Most events are coming from user activity, but I want to also track events that are backend / system events like "Newsletter sent” which are related to multiple users or no user at all.

Is it possible in Amplitude? 

Best answer by MikkoKarvonen

AymericG wrote:

I want to use Amplitude as my dashboard for my business.

Most events are coming from user activity, but I want to also track events that are backend / system events like "Newsletter sent” which are related to multiple users or no user at all.

Is it possible in Amplitude? 


All the events in Amplitude are related to a specific user, so in that sense that answer is ‘no’. However, you can always create a user called BackendEvents (or whatever you prefer) and use those for all these events. If necessary you can then exclude this user from your other analysis by utilizing the UserID user property.

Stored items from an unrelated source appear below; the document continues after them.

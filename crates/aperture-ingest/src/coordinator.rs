//! Upload initiation and completion, and the user-facing lifecycle operations.
//!
//! ```text
//! UPLOADING -> PROCESSING -> ACTIVE | FAILED
//! ACTIVE <-> TRASHED
//! ACTIVE | TRASHED | FAILED | UPLOADING -> DELETED
//! ```
//!
//! Every status change is a compare-and-set through the repository. Ownership is
//! checked on every call; an asset owned by someone else is reported as not found.

use aperture_core::models::{
    Asset, AssetStatus, AssetType, Checksum, Priority, ProcessAssetPayload,
    PurgeTrashedAssetPayload, SweepOrphansPayload, Thumbnail, ThumbnailKind,
};
use aperture_core::{AppError, Config};
use aperture_db::AssetRepository;
use aperture_processing::{sanitize_filename, MediaValidator, ValidationError};
use aperture_storage::{keys, ByteReader, ByteStream, PresignedUpload, Storage};
use chrono::{DateTime, Utc};
use serde::Serialize;
use std::collections::HashSet;
use std::sync::{Arc, Mutex, PoisonError};
use std::time::Duration;
use uuid::Uuid;

use aperture_worker::WorkQueue;

use crate::lifecycle::{remove_asset, CleanupReport};
use crate::spool::spool;

/// Queue carrying per-asset processing.
pub const MEDIA_QUEUE: &str = "media";
/// Queue carrying purges and orphan sweeps.
pub const MAINTENANCE_QUEUE: &str = "maintenance";

pub const THUMBNAIL_CACHE_CONTROL: &str = "public, max-age=86400";
pub const ORIGINAL_CACHE_CONTROL: &str = "private, max-age=3600";

const GENERIC_CONTENT_TYPE: &str = "application/octet-stream";

#[derive(Debug, Clone)]
pub struct IngestSettings {
    /// Offer presigned uploads when the backend supports them
    pub direct_upload: bool,
    pub presign_ttl: Duration,
    /// Delay between a soft delete and the physical purge
    pub trash_retention: chrono::Duration,
    /// Age after which an asset still in UPLOADING is reaped
    pub stale_upload_after: chrono::Duration,
}

impl IngestSettings {
    pub fn from_config(config: &Config) -> Self {
        Self {
            direct_upload: config.storage.direct_upload_enabled(),
            presign_ttl: Duration::from_secs(config.storage.presign_ttl_secs()),
            trash_retention: chrono::Duration::days(config.trash_retention_days.max(0)),
            stale_upload_after: chrono::Duration::hours(config.stale_upload_hours.max(1)),
        }
    }
}

impl Default for IngestSettings {
    fn default() -> Self {
        Self {
            direct_upload: true,
            presign_ttl: Duration::from_secs(3600),
            trash_retention: chrono::Duration::days(30),
            stale_upload_after: chrono::Duration::hours(24),
        }
    }
}

#[derive(Debug, Clone)]
pub struct InitiateUpload {
    pub owner_id: Uuid,
    pub filename: String,
    pub content_type: String,
    /// Declared byte size, if the client knows it
    pub size: Option<u64>,
    /// Declared checksum as lowercase hex
    pub checksum: Option<String>,
}

/// Reply to [`IngestionCoordinator::initiate_upload`].
#[derive(Debug, Clone, Serialize)]
pub struct UploadTicket {
    pub asset_id: Uuid,
    pub storage_path: String,
    /// When true the client uploads to `upload` and then calls
    /// [`IngestionCoordinator::mark_upload_complete`]; otherwise it streams the bytes
    /// through [`IngestionCoordinator::complete_upload`].
    pub direct_upload: bool,
    pub upload: Option<PresignedUpload>,
}

/// How a download is served.
pub enum AssetDownload {
    Redirect {
        url: String,
        expires_at: DateTime<Utc>,
        content_type: String,
        cache_control: &'static str,
    },
    Stream {
        stream: ByteStream,
        content_type: String,
        size: Option<u64>,
        cache_control: &'static str,
    },
}

impl AssetDownload {
    pub fn cache_control(&self) -> &'static str {
        match self {
            AssetDownload::Redirect { cache_control, .. }
            | AssetDownload::Stream { cache_control, .. } => cache_control,
        }
    }

    pub fn content_type(&self) -> &str {
        match self {
            AssetDownload::Redirect { content_type, .. }
            | AssetDownload::Stream { content_type, .. } => content_type,
        }
    }
}

/// Work re-established by [`IngestionCoordinator::recover`].
#[derive(Debug, Clone, Default, PartialEq, Serialize)]
pub struct RecoveryReport {
    pub processing_requeued: usize,
    pub purges_scheduled: usize,
    pub uploads_reaped: usize,
    pub errors: usize,
}

/// Content type served for an original: the recorded one unless it is missing or
/// generic, then the storage key's extension, then the asset type's default.
fn original_content_type(asset: &Asset) -> String {
    let recorded = asset.content_type.trim();
    if !recorded.is_empty() && !recorded.eq_ignore_ascii_case(GENERIC_CONTENT_TYPE) {
        return recorded.to_string();
    }
    match keys::content_type_for_key(&asset.storage_path) {
        GENERIC_CONTENT_TYPE => asset.asset_type.default_content_type().to_string(),
        guessed => guessed.to_string(),
    }
}

/// Marks an asset as being completed; released on drop.
struct InFlightGuard {
    set: Arc<Mutex<HashSet<Uuid>>>,
    asset_id: Uuid,
}

impl InFlightGuard {
    fn acquire(set: &Arc<Mutex<HashSet<Uuid>>>, asset_id: Uuid) -> Result<Self, AppError> {
        let inserted = set
            .lock()
            .unwrap_or_else(PoisonError::into_inner)
            .insert(asset_id);
        if !inserted {
            return Err(AppError::Conflict(format!(
                "upload of asset {} is already being completed",
                asset_id
            )));
        }
        Ok(Self {
            set: set.clone(),
            asset_id,
        })
    }
}

impl Drop for InFlightGuard {
    fn drop(&mut self) {
        self.set
            .lock()
            .unwrap_or_else(PoisonError::into_inner)
            .remove(&self.asset_id);
    }
}

pub struct IngestionCoordinator {
    repo: Arc<dyn AssetRepository>,
    storage: Arc<dyn Storage>,
    queue: WorkQueue,
    validator: MediaValidator,
    settings: IngestSettings,
    in_flight: Arc<Mutex<HashSet<Uuid>>>,
}
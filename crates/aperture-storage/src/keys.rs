//! Shared key construction for storage backends.

use crate::traits::{StorageError, StorageResult};
use chrono::{DateTime, Datelike, Utc};
use uuid::Uuid;

/// Directory under an asset's folder holding its derivatives.
pub const THUMBNAIL_DIR: &str = "thumbnails";

/// Reject keys that could escape a backend's root.
pub fn validate_key(key: &str) -> StorageResult<()> {
    if key.is_empty() {
        return Err(StorageError::InvalidKey("Storage key is empty".to_string()));
    }
    if key.starts_with('/') || key.contains('\\') || key.contains('\0') {
        return Err(StorageError::InvalidKey(
            "Storage key contains invalid characters".to_string(),
        ));
    }
    if key.split('/').any(|segment| segment == "..") {
        return Err(StorageError::InvalidKey(
            "Storage key contains a parent directory segment".to_string(),
        ));
    }
    Ok(())
}

/// `{owner}/{yyyy}/{mm}/{dd}/{asset}/{filename}`
pub fn asset_path(owner_id: Uuid, asset_id: Uuid, filename: &str, at: DateTime<Utc>) -> String {
    format!(
        "{}/{:04}/{:02}/{:02}/{}/{}",
        owner_id,
        at.year(),
        at.month(),
        at.day(),
        asset_id,
        filename
    )
}

/// Prefix covering every object an owner has stored.
pub fn owner_prefix(owner_id: Uuid) -> String {
    format!("{}/", owner_id)
}

/// Derivative path for `original` and `kind`; the same inputs always give the same path.
pub fn thumbnail_path(original: &str, kind: &str, extension: &str) -> String {
    let (dir, file) = match original.rsplit_once('/') {
        Some((dir, file)) => (Some(dir), file),
        None => (None, original),
    };
    let stem = match file.rsplit_once('.') {
        Some((stem, _)) if !stem.is_empty() => stem,
        _ => file,
    };
    match dir {
        Some(dir) => format!("{}/{}/{}_{}.{}", dir, THUMBNAIL_DIR, stem, kind, extension),
        None => format!("{}/{}_{}.{}", THUMBNAIL_DIR, stem, kind, extension),
    }
}

/// Best-effort content type from a key's extension.
pub fn content_type_for_key(key: &str) -> &'static str {
    let ext = key
        .rsplit_once('.')
        .map(|(_, ext)| ext.to_lowercase())
        .unwrap_or_default();
    match ext.as_str() {
        "jpg" | "jpeg" => "image/jpeg",
        "png" => "image/png",
        "gif" => "image/gif",
        "webp" => "image/webp",
        "bmp" => "image/bmp",
        "tif" | "tiff" => "image/tiff",
        "heic" => "image/heic",
        "avif" => "image/avif",
        "mp4" => "video/mp4",
        "mov" => "video/quicktime",
        "m4v" => "video/x-m4v",
        "avi" => "video/x-msvideo",
        "mkv" => "video/x-matroska",
        "webm" => "video/webm",
        "mp3" => "audio/mpeg",
        "wav" => "audio/wav",
        "flac" => "audio/flac",
        "m4a" => "audio/mp4",
        _ => "application/octet-stream",
    }
}

/// Split a listing prefix into the directory to enumerate and the prefix to filter on.
pub(crate) fn listing_dir(prefix: &str) -> &str {
    if prefix.is_empty() || prefix.ends_with('/') {
        prefix.trim_end_matches('/')
    } else {
        prefix.rsplit_once('/').map(|(dir, _)| dir).unwrap_or("")
    }
}
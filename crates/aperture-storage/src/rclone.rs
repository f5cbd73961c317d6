//! Storage backed by any rclone remote, driven through the `rclone` binary.
//!
//! Each operation runs one rclone subcommand (`rcat`, `cat`, `deletefile`, `lsjson`,
//! `copyto`, `moveto`). Child processes are killed when their future is dropped.

use crate::keys::{content_type_for_key, listing_dir, validate_key};
use crate::traits::{ByteReader, ByteStream, Storage, StorageError, StorageResult, StoredObject};
use crate::StorageBackend;
use aperture_core::RcloneStorageConfig;
use async_trait::async_trait;
use bytes::Bytes;
use chrono::{DateTime, Utc};
use futures::StreamExt;
use serde::Deserialize;
use std::process::{ExitStatus, Output, Stdio};
use std::time::Duration;
use tokio::io::AsyncReadExt;
use tokio::process::{Child, ChildStderr, ChildStdout, Command};
use tokio::task::JoinHandle;
use tokio_util::io::ReaderStream;

/// rclone exit codes for a missing directory and a missing file.
const EXIT_DIR_NOT_FOUND: i32 = 3;
const EXIT_FILE_NOT_FOUND: i32 = 4;

#[derive(Debug, Deserialize)]
#[serde(rename_all = "PascalCase")]
struct RcloneEntry {
    path: String,
    size: i64,
    #[serde(default)]
    mime_type: Option<String>,
    #[serde(default)]
    mod_time: Option<DateTime<Utc>>,
    #[serde(default)]
    is_dir: bool,
}

/// Rclone-remote storage implementation
#[derive(Clone, Debug)]
pub struct RcloneStorage {
    binary: String,
    remote: String,
    root: String,
    config_file: Option<std::path::PathBuf>,
    extra_flags: Vec<String>,
    timeout: Duration,
}

impl RcloneStorage {
    pub fn new(config: &RcloneStorageConfig) -> StorageResult<Self> {
        let remote = config.remote.trim().trim_end_matches(':').to_string();
        if remote.is_empty() {
            return Err(StorageError::ConfigError(
                "rclone remote name must not be empty".to_string(),
            ));
        }

        Ok(Self {
            binary: config.binary.clone(),
            remote,
            root: config.path.trim_matches('/').to_string(),
            config_file: config.config_file.clone(),
            extra_flags: config.extra_flags.clone(),
            timeout: Duration::from_secs(config.timeout_secs),
        })
    }

    /// `remote:root/key`
    fn remote_path(&self, key: &str) -> String {
        let key = key.trim_matches('/');
        match (self.root.is_empty(), key.is_empty()) {
            (true, _) => format!("{}:{}", self.remote, key),
            (false, true) => format!("{}:{}", self.remote, self.root),
            (false, false) => format!("{}:{}/{}", self.remote, self.root, key),
        }
    }

    fn command(&self, subcommand: &str) -> Command {
        let mut cmd = Command::new(&self.binary);
        cmd.arg(subcommand);
        if let Some(config_file) = &self.config_file {
            cmd.arg("--config").arg(config_file);
        }
        cmd.args(&self.extra_flags);
        cmd.stdin(Stdio::null())
            .stdout(Stdio::piped())
            .stderr(Stdio::piped())
            .kill_on_drop(true);
        cmd
    }

    /// Run to completion under the configured timeout.
    async fn run(&self, mut cmd: Command, key: &str) -> StorageResult<Output> {
        let output = tokio::time::timeout(self.timeout, cmd.output())
            .await
            .map_err(|_| {
                StorageError::BackendError(format!(
                    "rclone timed out after {}s for {}",
                    self.timeout.as_secs(),
                    key
                ))
            })?
            .map_err(|e| StorageError::BackendError(format!("Failed to execute rclone: {}", e)))?;
        Ok(output)
    }

    fn check(output: &Output, key: &str, wrap: fn(String) -> StorageError) -> StorageResult<()> {
        Self::check_status(output.status, &output.stderr, key, wrap)
    }

    fn check_status(
        status: ExitStatus,
        stderr: &[u8],
        key: &str,
        wrap: fn(String) -> StorageError,
    ) -> StorageResult<()> {
        if status.success() {
            return Ok(());
        }
        match status.code() {
            Some(EXIT_DIR_NOT_FOUND) | Some(EXIT_FILE_NOT_FOUND) => {
                Err(StorageError::NotFound(key.to_string()))
            }
            code => Err(wrap(format!(
                "rclone exited with {:?}: {}",
                code,
                String::from_utf8_lossy(stderr).trim()
            ))),
        }
    }

    async fn stat(&self, key: &str) -> StorageResult<StoredObject> {
        let mut cmd = self.command("lsjson");
        cmd.arg("--stat").arg(self.remote_path(key));
        let output = self.run(cmd, key).await?;
        Self::check(&output, key, StorageError::BackendError)?;

        let entry: RcloneEntry = serde_json::from_slice(&output.stdout).map_err(|e| {
            StorageError::BackendError(format!("Failed to parse rclone lsjson output: {}", e))
        })?;
        if entry.is_dir {
            return Err(StorageError::NotFound(key.to_string()));
        }
        Ok(Self::stored_object(key.to_string(), entry))
    }

    fn stored_object(key: String, entry: RcloneEntry) -> StoredObject {
        let content_type = entry
            .mime_type
            .filter(|m| !m.is_empty())
            .unwrap_or_else(|| content_type_for_key(&key).to_string());
        StoredObject {
            path: key,
            size: entry.size.max(0) as u64,
            content_type,
            checksum: None,
            modified_at: entry.mod_time,
        }
    }
}

/// Collect a child's stderr in the background so a chatty rclone never blocks on it.
fn drain_stderr(stderr: Option<ChildStderr>) -> JoinHandle<Vec<u8>> {
    tokio::spawn(async move {
        let mut buf = Vec::new();
        if let Some(mut stderr) = stderr {
            if let Err(e) = stderr.read_to_end(&mut buf).await {
                tracing::debug!(error = %e, "Failed to read rclone stderr");
            }
        }
        buf
    })
}

/// A running `rclone cat`. The child is owned here, so dropping the stream kills it.
struct CatProcess {
    child: Child,
    stdout: ReaderStream<ChildStdout>,
    stderr: JoinHandle<Vec<u8>>,
    key: String,
}

impl CatProcess {
    async fn next_chunk(mut self) -> Option<(StorageResult<Bytes>, Option<Self>)> {
        match self.stdout.next().await {
            Some(Ok(chunk)) => Some((Ok(chunk), Some(self))),
            Some(Err(e)) => Some((
                Err(StorageError::DownloadFailed(format!("Failed to read chunk: {}", e))),
                None,
            )),
            // EOF only counts as success once rclone has exited cleanly.
            None => self.finish().await.err().map(|e| (Err(e), None)),
        }
    }

    async fn finish(mut self) -> StorageResult<()> {
        let status = self.child.wait().await.map_err(|e| {
            StorageError::DownloadFailed(format!("Failed to wait for rclone: {}", e))
        })?;
        let stderr = self.stderr.await.unwrap_or_default();
        RcloneStorage::check_status(status, &stderr, &self.key, StorageError::DownloadFailed)
    }
}

#[async_trait]
impl Storage for RcloneStorage {
    fn backend_type(&self) -> StorageBackend {
        StorageBackend::Rclone
    }

    #[tracing::instrument(skip(self, reader), fields(remote = %self.remote, key = %path))]
    async fn upload(
        &self,
        path: &str,
        mut reader: ByteReader,
        size: Option<u64>,
        _content_type: &str,
    ) -> StorageResult<u64> {
        validate_key(path)?;
        let start = std::time::Instant::now();

        let mut cmd = self.command("rcat");
        if let Some(size) = size {
            cmd.arg("--size").arg(size.to_string());
        }
        cmd.arg(self.remote_path(path))
            .stdin(Stdio::piped())
            .stdout(Stdio::null());

        let mut child = cmd
            .spawn()
            .map_err(|e| StorageError::UploadFailed(format!("Failed to execute rclone: {}", e)))?;
        let mut stdin = child
            .stdin
            .take()
            .ok_or_else(|| StorageError::UploadFailed("rclone stdin unavailable".to_string()))?;
        let stderr = drain_stderr(child.stderr.take());

        let transfer = async {
            let written = tokio::io::copy(&mut reader, &mut stdin).await?;
            drop(stdin);
            let status = child.wait().await?;
            Ok::<_, std::io::Error>((written, status))
        };

        let (written, status) = tokio::time::timeout(self.timeout, transfer)
            .await
            .map_err(|_| {
                StorageError::UploadFailed(format!(
                    "rclone timed out after {}s",
                    self.timeout.as_secs()
                ))
            })?
            .map_err(|e| StorageError::UploadFailed(e.to_string()))?;

        let stderr = stderr.await.unwrap_or_default();
        Self::check_status(status, &stderr, path, StorageError::UploadFailed)?;

        tracing::info!(
            remote = %self.remote,
            key = %path,
            size_bytes = written,
            duration_ms = start.elapsed().as_secs_f64() * 1000.0,
            "Rclone upload successful"
        );

        Ok(written)
    }

    async fn download(&self, storage_key: &str) -> StorageResult<ByteStream> {
        validate_key(storage_key)?;
        // `cat` on a missing file only fails after the stream has started, so stat first.
        self.stat(storage_key).await?;

        let mut cmd = self.command("cat");
        cmd.arg(self.remote_path(storage_key));
        let mut child = cmd.spawn().map_err(|e| {
            StorageError::DownloadFailed(format!("Failed to execute rclone: {}", e))
        })?;
        let stdout = child
            .stdout
            .take()
            .ok_or_else(|| StorageError::DownloadFailed("rclone stdout unavailable".to_string()))?;
        let stderr = drain_stderr(child.stderr.take());

        let process = CatProcess {
            child,
            stdout: ReaderStream::new(stdout),
            stderr,
            key: storage_key.to_string(),
        };
        let stream = futures::stream::unfold(Some(process), |process| async move {
            process?.next_chunk().await
        });

        Ok(Box::pin(stream))
    }

    async fn delete(&self, storage_key: &str) -> StorageResult<()> {
        validate_key(storage_key)?;
        let start = std::time::Instant::now();

        let mut cmd = self.command("deletefile");
        cmd.arg(self.remote_path(storage_key));
        let output = self.run(cmd, storage_key).await?;
        Self::check(&output, storage_key, StorageError::DeleteFailed)?;

        tracing::info!(
            remote = %self.remote,
            key = %storage_key,
            duration_ms = start.elapsed().as_secs_f64() * 1000.0,
            "Rclone delete successful"
        );
        Ok(())
    }

    async fn exists(&self, storage_key: &str) -> StorageResult<bool> {
        validate_key(storage_key)?;
        match self.stat(storage_key).await {
            Ok(_) => Ok(true),
            Err(StorageError::NotFound(_)) => Ok(false),
            Err(e) => Err(e),
        }
    }

    async fn copy(&self, from_key: &str, to_key: &str) -> StorageResult<()> {
        validate_key(from_key)?;
        validate_key(to_key)?;

        let mut cmd = self.command("copyto");
        cmd.arg(self.remote_path(from_key)).arg(self.remote_path(to_key));
        let output = self.run(cmd, from_key).await?;
        Self::check(&output, from_key, StorageError::BackendError)?;

        tracing::info!(from_key = %from_key, to_key = %to_key, "Rclone copy successful");
        Ok(())
    }

    async fn rename(&self, from_key: &str, to_key: &str) -> StorageResult<()> {
        validate_key(from_key)?;
        validate_key(to_key)?;

        let mut cmd = self.command("moveto");
        cmd.arg(self.remote_path(from_key)).arg(self.remote_path(to_key));
        let output = self.run(cmd, from_key).await?;
        Self::check(&output, from_key, StorageError::BackendError)?;

        tracing::info!(from_key = %from_key, to_key = %to_key, "Rclone move successful");
        Ok(())
    }

    async fn list(&self, prefix: &str, recursive: bool) -> StorageResult<Vec<StoredObject>> {
        let dir = listing_dir(prefix);
        if !dir.is_empty() {
            validate_key(dir)?;
        }

        let mut cmd = self.command("lsjson");
        cmd.arg("--files-only");
        if recursive {
            cmd.arg("-R");
        }
        cmd.arg(self.remote_path(dir));

        let output = self.run(cmd, dir).await?;
        match Self::check(&output, dir, StorageError::BackendError) {
            Ok(()) => {}
            Err(StorageError::NotFound(_)) => return Ok(Vec::new()),
            Err(e) => return Err(e),
        }

        let entries: Vec<RcloneEntry> = serde_json::from_slice(&output.stdout).map_err(|e| {
            StorageError::BackendError(format!("Failed to parse rclone lsjson output: {}", e))
        })?;

        let mut objects: Vec<StoredObject> = entries
            .into_iter()
            .filter(|entry| !entry.is_dir)
            .filter_map(|entry| {
                let key = if dir.is_empty() {
                    entry.path.clone()
                } else {
                    format!("{}/{}", dir, entry.path)
                };
                key.starts_with(prefix)
                    .then(|| Self::stored_object(key, entry))
            })
            .collect();
        objects.sort_by(|a, b| a.path.cmp(&b.path));
        Ok(objects)
    }

    async fn metadata(&self, storage_key: &str) -> StorageResult<StoredObject> {
        validate_key(storage_key)?;
        self.stat(storage_key).await
    }
}
#[tokio::test]
async fn checksum_lookup_rejects_bad_hex() {
    let app = setup_local_app(TestOptions::default()).await;
    let err = app
        .duplicates
        .find_by_checksum(app.owner, "zz")
        .await
        .unwrap_err();
    assert!(matches!(err, AppError::InvalidInput(_)));

    let valid = Checksum::from_bytes([0u8; 32]).to_hex();
    assert!(app
        .duplicates
        .find_by_checksum(app.owner, &valid)
        .await
        .unwrap()
        .is_empty());
}

#[tokio::test]
async fn timed_out_final_attempt_fails_asset() {
    let (app, mock) = setup_presigned_app(TestOptions {
        task_timeout_seconds: 1,
        max_retries: 0,
        ..Default::default()
    })
    .await;
    mock.hang_downloads(true);

    let ticket = app
        .coordinator
        .initiate_upload(request(&app, "a.jpg", "image/jpeg"))
        .await
        .unwrap();
    mock.put_object(&ticket.storage_path, jpeg_bytes(30, 30, 20), "image/jpeg");
    app.coordinator
        .mark_upload_complete(ticket.asset_id, app.owner)
        .await
        .unwrap();

    wait_for_status(&app, ticket.asset_id, AssetStatus::Failed).await;

    // A failed asset can always be removed.
    app.coordinator
        .hard_delete(ticket.asset_id, app.owner)
        .await
        .unwrap();
    assert!(app.repo.get(ticket.asset_id).await.unwrap().is_none());
    assert!(mock.object(&ticket.storage_path).is_none());
}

We handle these kinds of events that come from a backend by using the HTTP API: https://developers.amplitude.com/docs/http-api-v2

Note that if you set things up this way, you cannot tie these events to specific users. So you couldn’t do things like “take all the users we sent this newsletter to and see if they reacted to it” or “create a funnel from this newsletter to users performing this event”. Instead this would allow you to count the number of newsletters sent and such generic measures.

If you want to analyse the responses of specific users, you need to trigger one “NewsletterSent” type event for each user that receives it.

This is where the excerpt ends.